1. Initialize ${\mathbf{a}}^{(0)}$ as the first left singular vector with unit $l_2$ norm from the singular value decomposition of ${\widehat{\mathbf{\Sigma }}}_{\mathbf{U}\mathbf{Z}}$.

2. Update $\mathbf{b}$: Fix ${\mathbf{a}}^{(t)}$ and update $\mathbf{b}$ through

${\mathbf{b}}^{\left(t\right)}\leftarrow \frac{g\left({\widehat{\mathbf{\Sigma }}}_{\mathbf{U}\mathbf{Z}}^{\top }{\mathbf{a}}^{\left(t\right)},{\lambda }_{\mathbf{b}},{\mathbf{w}}_2\right)}{\Vert g\left({\widehat{\mathbf{\Sigma }}}_{\mathbf{U}\mathbf{Z}}^{\top }{\mathbf{a}}^{\left(t\right)},{\lambda }_{\mathbf{b}},{\mathbf{w}}_2\right){\Vert }_2}.(7)$

3. Update $\mathbf{a}$: Fix ${\mathbf{b}}^{(t)}$ and update $\mathbf{a}$ through

${\mathbf{a}}^{\left(t+1\right)}\leftarrow \frac{g\left({\widehat{\mathbf{\Sigma }}}_{\mathbf{U}\mathbf{Z}}{\mathbf{b}}^{\left(t\right)},{\lambda }_{\mathbf{a}},{\mathbf{w}}_1\right)}{{‖g\left({\widehat{\mathbf{\Sigma }}}_{\mathbf{U}\mathbf{Z}}{\mathbf{b}}^{\left(t\right)},{\lambda }_{\mathbf{a}},{\mathbf{w}}_1\right)‖}_2}.(8)$

4. Iterate Steps 2 and 3 until convergence.

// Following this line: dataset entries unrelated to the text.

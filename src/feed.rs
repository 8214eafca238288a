//! Snapshot format produced by readsb/dump1090 (`aircraft.json`)
//!
//! Each poll yields one snapshot: the receiver clock (`now`, seconds) and a
//! list of per-aircraft records. Every key of a record is optional; a missing
//! key means "nothing new this tick", not "clear the value".
use anyhow::{Context, Result};
use serde::{Deserialize, Serialize};
use tracing::warn;

use crate::tracker::altitude::Altitude;

/// One aircraft record from a snapshot
#[derive(Debug, Clone, Default, PartialEq, Serialize, Deserialize)]
pub struct AircraftRecord {
    pub hex: String,
    /// Address/message type, e.g. `adsb_icao`, `mlat`, `tisb_trackfile`
    #[serde(rename = "type", default, skip_serializing_if = "Option::is_none")]
    pub addr_type: Option<String>,
    #[serde(default, skip_serializing_if = "Option::is_none")]
    pub flight: Option<String>,
    #[serde(default, skip_serializing_if = "Option::is_none")]
    pub squawk: Option<String>,
    #[serde(default, skip_serializing_if = "Option::is_none")]
    pub category: Option<String>,

    #[serde(default, skip_serializing_if = "Option::is_none")]
    pub lat: Option<f64>,
    #[serde(default, skip_serializing_if = "Option::is_none")]
    pub lon: Option<f64>,
    /// Seconds since any message from this aircraft
    #[serde(default, skip_serializing_if = "Option::is_none")]
    pub seen: Option<f64>,
    /// Seconds since the last position
    #[serde(default, skip_serializing_if = "Option::is_none")]
    pub seen_pos: Option<f64>,

    #[serde(default, skip_serializing_if = "Option::is_none")]
    pub alt_baro: Option<Altitude>,
    /// Pre-1.15 dump1090 altitude field
    #[serde(default, skip_serializing_if = "Option::is_none")]
    pub altitude: Option<Altitude>,
    #[serde(default, skip_serializing_if = "Option::is_none")]
    pub alt_geom: Option<Altitude>,

    #[serde(default, skip_serializing_if = "Option::is_none")]
    pub gs: Option<f64>,
    /// Pre-1.15 dump1090 ground speed field
    #[serde(default, skip_serializing_if = "Option::is_none")]
    pub speed: Option<f64>,
    #[serde(default, skip_serializing_if = "Option::is_none")]
    pub ias: Option<f64>,
    #[serde(default, skip_serializing_if = "Option::is_none")]
    pub tas: Option<f64>,
    #[serde(default, skip_serializing_if = "Option::is_none")]
    pub mach: Option<f64>,
    #[serde(default, skip_serializing_if = "Option::is_none")]
    pub roll: Option<f64>,

    #[serde(default, skip_serializing_if = "Option::is_none")]
    pub track: Option<f64>,
    #[serde(default, skip_serializing_if = "Option::is_none")]
    pub track_rate: Option<f64>,
    #[serde(default, skip_serializing_if = "Option::is_none")]
    pub mag_heading: Option<f64>,
    #[serde(default, skip_serializing_if = "Option::is_none")]
    pub true_heading: Option<f64>,

    #[serde(default, skip_serializing_if = "Option::is_none")]
    pub baro_rate: Option<f64>,
    #[serde(default, skip_serializing_if = "Option::is_none")]
    pub geom_rate: Option<f64>,
    /// Pre-1.15 dump1090 vertical rate field
    #[serde(default, skip_serializing_if = "Option::is_none")]
    pub vert_rate: Option<f64>,

    #[serde(default, skip_serializing_if = "Option::is_none")]
    pub nav_altitude: Option<f64>,
    #[serde(default, skip_serializing_if = "Option::is_none")]
    pub nav_altitude_fms: Option<f64>,
    #[serde(default, skip_serializing_if = "Option::is_none")]
    pub nav_altitude_mcp: Option<f64>,
    #[serde(default, skip_serializing_if = "Option::is_none")]
    pub nav_heading: Option<f64>,
    #[serde(default, skip_serializing_if = "Option::is_none")]
    pub nav_qnh: Option<f64>,
    #[serde(default, skip_serializing_if = "Option::is_none")]
    pub nav_modes: Option<Vec<String>>,

    #[serde(default, skip_serializing_if = "Option::is_none")]
    pub nac_p: Option<u8>,
    #[serde(default, skip_serializing_if = "Option::is_none")]
    pub nac_v: Option<u8>,
    #[serde(default, skip_serializing_if = "Option::is_none")]
    pub nic_baro: Option<u8>,
    #[serde(default, skip_serializing_if = "Option::is_none")]
    pub sil: Option<u8>,
    #[serde(default, skip_serializing_if = "Option::is_none")]
    pub sil_type: Option<String>,
    #[serde(default, skip_serializing_if = "Option::is_none")]
    pub rc: Option<f64>,
    #[serde(default, skip_serializing_if = "Option::is_none")]
    pub version: Option<u8>,

    /// Names of the fields that were derived from MLAT
    #[serde(default, skip_serializing_if = "Option::is_none")]
    pub mlat: Option<Vec<String>>,

    #[serde(default, skip_serializing_if = "Option::is_none")]
    pub messages: Option<u64>,
    #[serde(default, skip_serializing_if = "Option::is_none")]
    pub rssi: Option<f64>,
}

impl AircraftRecord {
    /// Whether MLAT supplied this record's position
    pub fn has_mlat_position(&self) -> bool {
        self.mlat
            .as_ref()
            .is_some_and(|fields| fields.iter().any(|f| f == "lat"))
    }
}

/// One batch of records sharing a receiver timestamp
#[derive(Debug, Clone, Default, PartialEq, Serialize)]
pub struct AircraftSnapshot {
    /// Receiver clock in seconds since the epoch
    pub now: f64,
    pub messages: Option<u64>,
    pub aircraft: Vec<AircraftRecord>,
    /// Set for snapshots produced by a UAT (978 MHz) receiver
    #[serde(skip)]
    pub uat: bool,
}

/// Wire shape before individual records are validated
#[derive(Deserialize)]
struct RawSnapshot {
    now: f64,
    #[serde(default)]
    messages: Option<u64>,
    #[serde(default)]
    aircraft: Vec<serde_json::Value>,
}

impl AircraftSnapshot {
    /// Parse a snapshot, skipping (and logging) records that do not parse
    ///
    /// Only an unreadable envelope is an error; one malformed aircraft must
    /// not take the rest of the batch down with it.
    pub fn from_json(json: &str) -> Result<Self> {
        let raw: RawSnapshot =
            serde_json::from_str(json).context("Failed to parse aircraft snapshot")?;

        let mut aircraft = Vec::with_capacity(raw.aircraft.len());
        for value in raw.aircraft {
            match serde_json::from_value::<AircraftRecord>(value) {
                Ok(record) if !record.hex.trim().is_empty() => aircraft.push(record),
                Ok(_) => warn!("Skipping aircraft record without hex identifier"),
                Err(e) => warn!("Skipping malformed aircraft record: {}", e),
            }
        }

        Ok(Self {
            now: raw.now,
            messages: raw.messages,
            aircraft,
            uat: false,
        })
    }
}

#[cfg(test)]
mod tests {
    use super::*;

    #[test]
    fn test_parse_readsb_snapshot() {
        let json = r#"{
            "now": 1700000000.5,
            "messages": 123456,
            "aircraft": [
                {"hex": "4ca7b2", "type": "adsb_icao", "flight": "RYR12AB ",
                 "alt_baro": 37000, "alt_geom": 37450, "gs": 452.3, "track": 87.4,
                 "lat": 53.1, "lon": -6.2, "seen_pos": 0.4, "seen": 0.1,
                 "rssi": -12.4, "messages": 900, "mlat": [], "category": "A3"},
                {"hex": "~2b1c4d", "type": "mlat", "alt_baro": "ground",
                 "mlat": ["lat", "lon", "track"], "seen": 3.2}
            ]
        }"#;

        let snapshot = AircraftSnapshot::from_json(json).unwrap();
        assert_eq!(snapshot.now, 1700000000.5);
        assert_eq!(snapshot.messages, Some(123456));
        assert_eq!(snapshot.aircraft.len(), 2);

        let first = &snapshot.aircraft[0];
        assert_eq!(first.addr_type.as_deref(), Some("adsb_icao"));
        assert_eq!(first.alt_baro, Some(Altitude::Feet(37000.0)));
        assert!(!first.has_mlat_position());

        let second = &snapshot.aircraft[1];
        assert_eq!(second.alt_baro, Some(Altitude::Ground));
        assert!(second.has_mlat_position());
        assert_eq!(second.lat, None);
    }

    #[test]
    fn test_malformed_record_is_skipped() {
        let json = r#"{"now": 10, "aircraft": [
            {"hex": "abc123", "alt_baro": "sideways"},
            {"hex": "def456", "gs": 100},
            {"flight": "NOHEX"},
            {"hex": "  "}
        ]}"#;

        let snapshot = AircraftSnapshot::from_json(json).unwrap();
        assert_eq!(snapshot.aircraft.len(), 1);
        assert_eq!(snapshot.aircraft[0].hex, "def456");
    }

    #[test]
    fn test_envelope_without_now_is_error() {
        assert!(AircraftSnapshot::from_json(r#"{"aircraft": []}"#).is_err());
    }
}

3 Structure-adaptive compositional sCCA

In this section, following the strategy proposed in Pramanik and Zhang (2020), we aim to incorporate the prior structure information robustly in the compositional sCCA procedure. The prior structure information could be the grouping structure or the phylogenetic tree structure among the taxa. The idea is to define a set of constraints that encode the prior structure information and use the constraints together with the data to estimate the weights $\mathbf{w}$ in an iterative fashion. It is worth mentioning that our constraint is “soft” as compared to the “hard” constraints used by traditional approaches such as the group Lasso or fused Lasso. As a result, our method provides significant improvement when an external structure is informative while maintaining robustness against a misspecified structure.

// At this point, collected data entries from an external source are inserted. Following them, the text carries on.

//! Marker and trail styling
//!
//! Turns aircraft state into plain style data (CSS colours, icon key,
//! rotation, label) for whatever draws the map. Colours follow altitude:
//! hue is interpolated over altitude stops, lightness over hue stops so
//! every band reads with similar contrast.
use serde::{Deserialize, Serialize};
use ts_rs::TS;

use crate::tracker::{Aircraft, Altitude, DataSource, Segment};

/// Marker drawn with a stale position gets the `stale` offset after this long
const STALE_POSITION_SECS: f64 = 15.0;

/// Extra lightness for aircraft on the ground
const GROUND_LIGHTNESS_BOOST: f64 = 15.0;

/// Saturation and lightness are kept inside this range
const MIN_SL: f64 = 5.0;
const MAX_SL: f64 = 95.0;

/// Trail colour of estimated segments
pub const ESTIMATED_TRAIL_COLOR: &str = "#808080";

/// Ground vehicles without speed (or slower than this) get a name-only label
const LABEL_SLOW_GROUND_KT: f64 = 15.0;

const NBSP: char = '\u{a0}';

#[derive(Debug, Clone, Copy, PartialEq, Serialize, Deserialize)]
pub struct Hsl {
    pub h: f64,
    pub s: f64,
    pub l: f64,
}

impl Hsl {
    pub const fn new(h: f64, s: f64, l: f64) -> Self {
        Self { h, s, l }
    }

    /// Wrap hue into [0, 360) and clamp saturation/lightness into [5, 95]
    pub fn normalized(self) -> Self {
        Self {
            h: self.h.rem_euclid(360.0),
            s: self.s.clamp(MIN_SL, MAX_SL),
            l: self.l.clamp(MIN_SL, MAX_SL),
        }
    }

    fn offset(self, by: &HslOffset) -> Self {
        Self::new(self.h + by.h, self.s + by.s, self.l + by.l)
    }

    pub fn to_css(&self) -> String {
        format!("hsl({:.0},{:.0}%,{:.0}%)", self.h, self.s, self.l)
    }
}

/// Adjustment added on top of the altitude colour
#[derive(Debug, Clone, Copy, Default, PartialEq, Serialize, Deserialize)]
pub struct HslOffset {
    pub h: f64,
    pub s: f64,
    pub l: f64,
}

#[derive(Debug, Clone, Copy, PartialEq, Serialize, Deserialize)]
pub struct HueStop {
    pub alt: f64,
    pub val: f64,
}

#[derive(Debug, Clone, Copy, PartialEq, Serialize, Deserialize)]
pub struct LightnessStop {
    pub h: f64,
    pub val: f64,
}

#[derive(Debug, Clone, PartialEq, Serialize, Deserialize)]
#[serde(default)]
pub struct ColorPalette {
    pub unknown: Hsl,
    pub ground: Hsl,
    pub air_saturation: f64,
    /// Hue by altitude in feet, ascending
    pub air_hue: Vec<HueStop>,
    /// Lightness by hue, ascending
    pub air_lightness: Vec<LightnessStop>,
    pub selected: HslOffset,
    pub stale: HslOffset,
    pub mlat: HslOffset,
}

impl Default for ColorPalette {
    fn default() -> Self {
        let hue = |alt, val| HueStop { alt, val };
        let light = |h, val| LightnessStop { h, val };
        Self {
            unknown: Hsl::new(0.0, 0.0, 20.0),
            ground: Hsl::new(220.0, 0.0, 30.0),
            air_saturation: 88.0,
            air_hue: vec![
                hue(0.0, 20.0),
                hue(2000.0, 32.5),
                hue(4000.0, 43.0),
                hue(6000.0, 54.0),
                hue(8000.0, 72.0),
                hue(9000.0, 85.0),
                hue(11000.0, 140.0),
                hue(40000.0, 300.0),
            ],
            air_lightness: vec![
                light(0.0, 53.0),
                light(20.0, 50.0),
                light(32.0, 54.0),
                light(40.0, 52.0),
                light(46.0, 51.0),
                light(50.0, 46.0),
                light(60.0, 43.0),
                light(80.0, 41.0),
                light(100.0, 41.0),
                light(120.0, 41.0),
                light(140.0, 41.0),
                light(160.0, 40.0),
                light(180.0, 40.0),
                light(190.0, 44.0),
                light(198.0, 50.0),
                light(200.0, 58.0),
                light(220.0, 58.0),
                light(240.0, 58.0),
                light(255.0, 55.0),
                light(266.0, 55.0),
                light(270.0, 58.0),
                light(280.0, 58.0),
                light(290.0, 47.0),
                light(300.0, 43.0),
                light(310.0, 48.0),
                light(320.0, 48.0),
                light(340.0, 52.0),
                light(360.0, 53.0),
            ],
            selected: HslOffset {
                h: 0.0,
                s: -10.0,
                l: 5.0,
            },
            stale: HslOffset {
                h: 0.0,
                s: -35.0,
                l: 9.0,
            },
            mlat: HslOffset::default(),
        }
    }
}

#[derive(Debug, Clone, Default, PartialEq, Serialize, Deserialize)]
#[serde(default)]
pub struct StyleConfig {
    pub palette: ColorPalette,
    /// Two-line labels with speed and altitude
    pub extended_labels: bool,
}

/// Squawk codes that override the altitude colour
#[derive(Debug, Clone, Copy, PartialEq, Eq)]
pub struct SpecialSquawk {
    pub code: &'static str,
    pub text: &'static str,
    pub marker_color: &'static str,
}

const SPECIAL_SQUAWKS: [SpecialSquawk; 3] = [
    SpecialSquawk {
        code: "7500",
        text: "Aircraft Hijacking",
        marker_color: "rgb(255, 85, 85)",
    },
    SpecialSquawk {
        code: "7600",
        text: "Radio Failure",
        marker_color: "rgb(0, 255, 255)",
    },
    SpecialSquawk {
        code: "7700",
        text: "General Emergency",
        marker_color: "rgb(255, 255, 0)",
    },
];

pub fn special_squawk(squawk: &str) -> Option<&'static SpecialSquawk> {
    SPECIAL_SQUAWKS.iter().find(|s| s.code == squawk)
}

/// Base colour for an altitude bucket
pub fn altitude_color(altitude: Option<Altitude>, palette: &ColorPalette) -> Hsl {
    let color = match altitude {
        None => palette.unknown,
        Some(Altitude::Ground) => palette.ground,
        Some(Altitude::Feet(ft)) => {
            let h = interpolate(&palette.air_hue, ft, |s| (s.alt, s.val));
            let l = interpolate(&palette.air_lightness, h, |s| (s.h, s.val));
            Hsl::new(h, palette.air_saturation, l)
        }
    };
    color.normalized()
}

/// Piecewise-linear lookup: below the first stop takes its value, above the
/// last stop takes the last value
fn interpolate<T>(stops: &[T], x: f64, point: impl Fn(&T) -> (f64, f64)) -> f64 {
    let Some(first) = stops.first() else {
        return 0.0;
    };
    let fallback = point(first).1;

    for (i, stop) in stops.iter().enumerate().rev() {
        let (at, val) = point(stop);
        if x > at {
            return match stops.get(i + 1) {
                None => val,
                Some(next) => {
                    let (next_at, next_val) = point(next);
                    val + (next_val - val) * (x - at) / (next_at - at)
                }
            };
        }
    }
    fallback
}

/// CSS colour of the aircraft's marker
pub fn marker_color(aircraft: &Aircraft, palette: &ColorPalette) -> String {
    if let Some(special) = aircraft.squawk.as_deref().and_then(special_squawk) {
        return special.marker_color.to_string();
    }

    let mut color = altitude_color(aircraft.alt_rounded, palette);

    if aircraft.seen_pos > STALE_POSITION_SECS {
        color = color.offset(&palette.stale);
    }
    if aircraft.alt_rounded == Some(Altitude::Ground) {
        color.l += GROUND_LIGHTNESS_BOOST;
    }
    if aircraft.selected {
        color = color.offset(&palette.selected);
    }
    if aircraft.data_source == Some(DataSource::Mlat) {
        color = color.offset(&palette.mlat);
    }

    color.normalized().to_css()
}

/// Key selecting the icon shape: category, type description, wake category, type
pub fn shape_key(aircraft: &Aircraft) -> String {
    let part = |s: &Option<String>| s.clone().unwrap_or_else(|| "null".to_string());
    format!(
        "{}_{}_{}_{}",
        aircraft.category.as_deref().unwrap_or("A0"),
        part(&aircraft.type_description),
        part(&aircraft.wtc),
        part(&aircraft.icao_type)
    )
}

pub fn label(aircraft: &Aircraft, extended: bool) -> String {
    let slow = aircraft.speed.is_none_or(|s| s < LABEL_SLOW_GROUND_KT);
    if !extended || (aircraft.on_ground && slow) {
        return format!(" {} ", aircraft.name);
    }

    let speed = format!("{:.0}", aircraft.speed.unwrap_or(0.0));
    let altitude = aircraft
        .altitude
        .map(|a| a.to_string())
        .unwrap_or_default();
    format!(
        "{}  {} \n {} ",
        pad_start(&speed, 4),
        pad_start(&altitude, 5),
        aircraft.name
    )
}

fn pad_start(s: &str, width: usize) -> String {
    let len = s.chars().count();
    let mut out: String = std::iter::repeat_n(NBSP, width.saturating_sub(len)).collect();
    out.push_str(s);
    out
}

/// CSS colour of a trail segment
pub fn trail_color(segment: &Segment, palette: &ColorPalette) -> String {
    if segment.estimated {
        ESTIMATED_TRAIL_COLOR.to_string()
    } else {
        altitude_color(segment.altitude, palette).to_css()
    }
}

/// Everything a renderer needs to draw one marker
#[derive(Debug, Clone, PartialEq, Serialize, Deserialize, TS)]
#[ts(export, export_to = "../web/src/lib/types/generated/")]
#[serde(rename_all = "camelCase")]
pub struct MarkerStyle {
    pub color: String,
    pub shape_key: String,
    pub rotation: f64,
    pub label: String,
    pub z_index: i32,
    /// MLAT markers use the MLAT outline colour, selected or not
    pub mlat_outline: bool,
}

pub fn marker_style(aircraft: &Aircraft, config: &StyleConfig) -> MarkerStyle {
    MarkerStyle {
        color: marker_color(aircraft, &config.palette),
        shape_key: shape_key(aircraft),
        rotation: aircraft.rotation,
        label: label(aircraft, config.extended_labels),
        z_index: aircraft.z_index,
        mlat_outline: aircraft.data_source == Some(DataSource::Mlat),
    }
}

#[cfg(test)]
mod tests {
    use super::*;

    fn aircraft() -> Aircraft {
        let mut ac = Aircraft::new("3c6dd4", 1);
        ac.name = "DLH4AB".to_string();
        ac
    }

    #[test]
    fn test_normalize() {
        let c = Hsl::new(-30.0, 3.0, 97.0).normalized();
        assert_eq!(c, Hsl::new(330.0, 5.0, 95.0));

        let c = Hsl::new(370.0, 50.0, 50.0).normalized();
        assert_eq!(c.h, 10.0);
        assert_eq!(Hsl::new(360.0, 50.0, 50.0).normalized().h, 0.0);
    }

    #[test]
    fn test_altitude_color_fixed_classes() {
        let palette = ColorPalette::default();
        assert_eq!(altitude_color(None, &palette), Hsl::new(0.0, 5.0, 20.0));
        assert_eq!(
            altitude_color(Some(Altitude::Ground), &palette),
            Hsl::new(220.0, 5.0, 30.0)
        );
    }

    #[test]
    fn test_altitude_color_interpolates_hue() {
        let palette = ColorPalette::default();

        // below the first stop
        assert_eq!(altitude_color(Some(Altitude::Feet(0.0)), &palette).h, 20.0);
        // between 2000 (32.5) and 4000 (43)
        let c = altitude_color(Some(Altitude::Feet(3000.0)), &palette);
        assert!((c.h - 37.75).abs() < 1e-9);
        assert_eq!(c.s, 88.0);
        // above the last stop
        assert_eq!(altitude_color(Some(Altitude::Feet(45000.0)), &palette).h, 300.0);
    }

    #[test]
    fn test_lightness_follows_hue() {
        let palette = ColorPalette::default();
        // 40000 ft is hue 300, lightness 43
        let c = altitude_color(Some(Altitude::Feet(40000.0)), &palette);
        assert_eq!(c.h, 300.0);
        assert_eq!(c.l, 43.0);
    }

    #[test]
    fn test_special_squawk_overrides() {
        let palette = ColorPalette::default();
        let mut ac = aircraft();
        ac.alt_rounded = Some(Altitude::Feet(5000.0));
        ac.squawk = Some("7700".to_string());
        assert_eq!(marker_color(&ac, &palette), "rgb(255, 255, 0)");

        ac.squawk = Some("7500".to_string());
        assert_eq!(marker_color(&ac, &palette), "rgb(255, 85, 85)");

        ac.squawk = Some("1200".to_string());
        assert!(marker_color(&ac, &palette).starts_with("hsl("));
        assert_eq!(special_squawk("7600").unwrap().text, "Radio Failure");
    }

    #[test]
    fn test_marker_color_offsets() {
        let palette = ColorPalette::default();
        let mut ac = aircraft();
        ac.alt_rounded = Some(Altitude::Ground);
        // ground: 220/0/30, clamped saturation, +15 lightness
        assert_eq!(marker_color(&ac, &palette), "hsl(220,5%,45%)");

        ac.selected = true;
        assert_eq!(marker_color(&ac, &palette), "hsl(220,5%,50%)");

        ac.seen_pos = 20.0;
        assert_eq!(marker_color(&ac, &palette), "hsl(220,5%,59%)");
    }

    #[test]
    fn test_mlat_outline_ignores_selection() {
        let style = StyleConfig::default();
        let mut ac = aircraft();
        assert!(!marker_style(&ac, &style).mlat_outline);

        ac.data_source = Some(DataSource::Mlat);
        assert!(marker_style(&ac, &style).mlat_outline);
        ac.selected = true;
        assert!(marker_style(&ac, &style).mlat_outline);

        ac.data_source = Some(DataSource::Adsb);
        assert!(!marker_style(&ac, &style).mlat_outline);
    }

    #[test]
    fn test_shape_key() {
        let mut ac = aircraft();
        assert_eq!(shape_key(&ac), "A0_null_null_null");

        ac.category = Some("A3".to_string());
        ac.type_description = Some("L2J".to_string());
        ac.wtc = Some("M".to_string());
        ac.icao_type = Some("A320".to_string());
        assert_eq!(shape_key(&ac), "A3_L2J_M_A320");
    }

    #[test]
    fn test_labels() {
        let mut ac = aircraft();
        assert_eq!(label(&ac, false), " DLH4AB ");

        ac.speed = Some(251.4);
        ac.altitude = Some(Altitude::Feet(9000.0));
        assert_eq!(
            label(&ac, true),
            "\u{a0}251  \u{a0}9000 \n DLH4AB "
        );

        ac.on_ground = true;
        ac.speed = Some(3.0);
        assert_eq!(label(&ac, true), " DLH4AB ");
    }

    #[test]
    fn test_trail_color() {
        let palette = ColorPalette::default();
        let mut history = crate::tracker::TrackHistory::new();
        history.begin(
            crate::geometry::MapPoint { x: 0.0, y: 0.0 },
            crate::tracker::track_history::SegmentState::estimated(false),
        );
        let segment = &history.segments()[0];
        assert_eq!(trail_color(segment, &palette), ESTIMATED_TRAIL_COLOR);
    }

    #[test]
    fn test_palette_from_toml() {
        let style: StyleConfig = toml::from_str(
            r#"
            extended_labels = true
            [palette]
            air_saturation = 70
            "#,
        )
        .unwrap();
        assert!(style.extended_labels);
        assert_eq!(style.palette.air_saturation, 70.0);
        assert_eq!(style.palette.air_hue.len(), 8);
    }
}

3.1 Structure-adaptive weights

Based on the setups described in Section 2.1, our procedure is to translate the auxiliary information into different penalization strengths through the weights $\mathbf{w}$. Our framework is general enough to incorporate different types of external structures. For instance, co-expressed genes can be classified into the same group to reflect their biological relationships. In our study, we focus on leveraging the taxonomic grouping structure among taxa. Taxonomically related taxa, such as multiple species within the same genus, tend to share biological traits. Consequently, we anticipate that these taxa will exhibit similar relationships with omics features, leading to the expectation of comparable CCA coefficients. We translate the grouping structure information into different restrictions on the weights. Specifically, we divide the taxa into different groups according to their taxonomy such as phylum, family, and genus. We next consider the set of weights:

${\mathcal{M}}_{\text{Group}}=\left\{\mathbf{w}\in {\left[0,C_U\right]}^p:w_i=w_j\text{\hspace{0.17em}\hspace{0.17em}if\hspace{0.17em}\hspace{0.17em}}i,j\in S_d\text{\hspace{0.17em}\hspace{0.17em}for\hspace{0.17em}\hspace{0.17em}}i,j\in \left\{\mathrm{1,2},\dots ,p\right\}\text{\hspace{0.17em}\hspace{0.17em}and\hspace{0.17em}\hspace{0.17em}}d\in \left\{\mathrm{1,2},\dots ,D\right\}\right\},$

where $D$ represents the number of groups and $C_U$ denotes an upper bound on the weights.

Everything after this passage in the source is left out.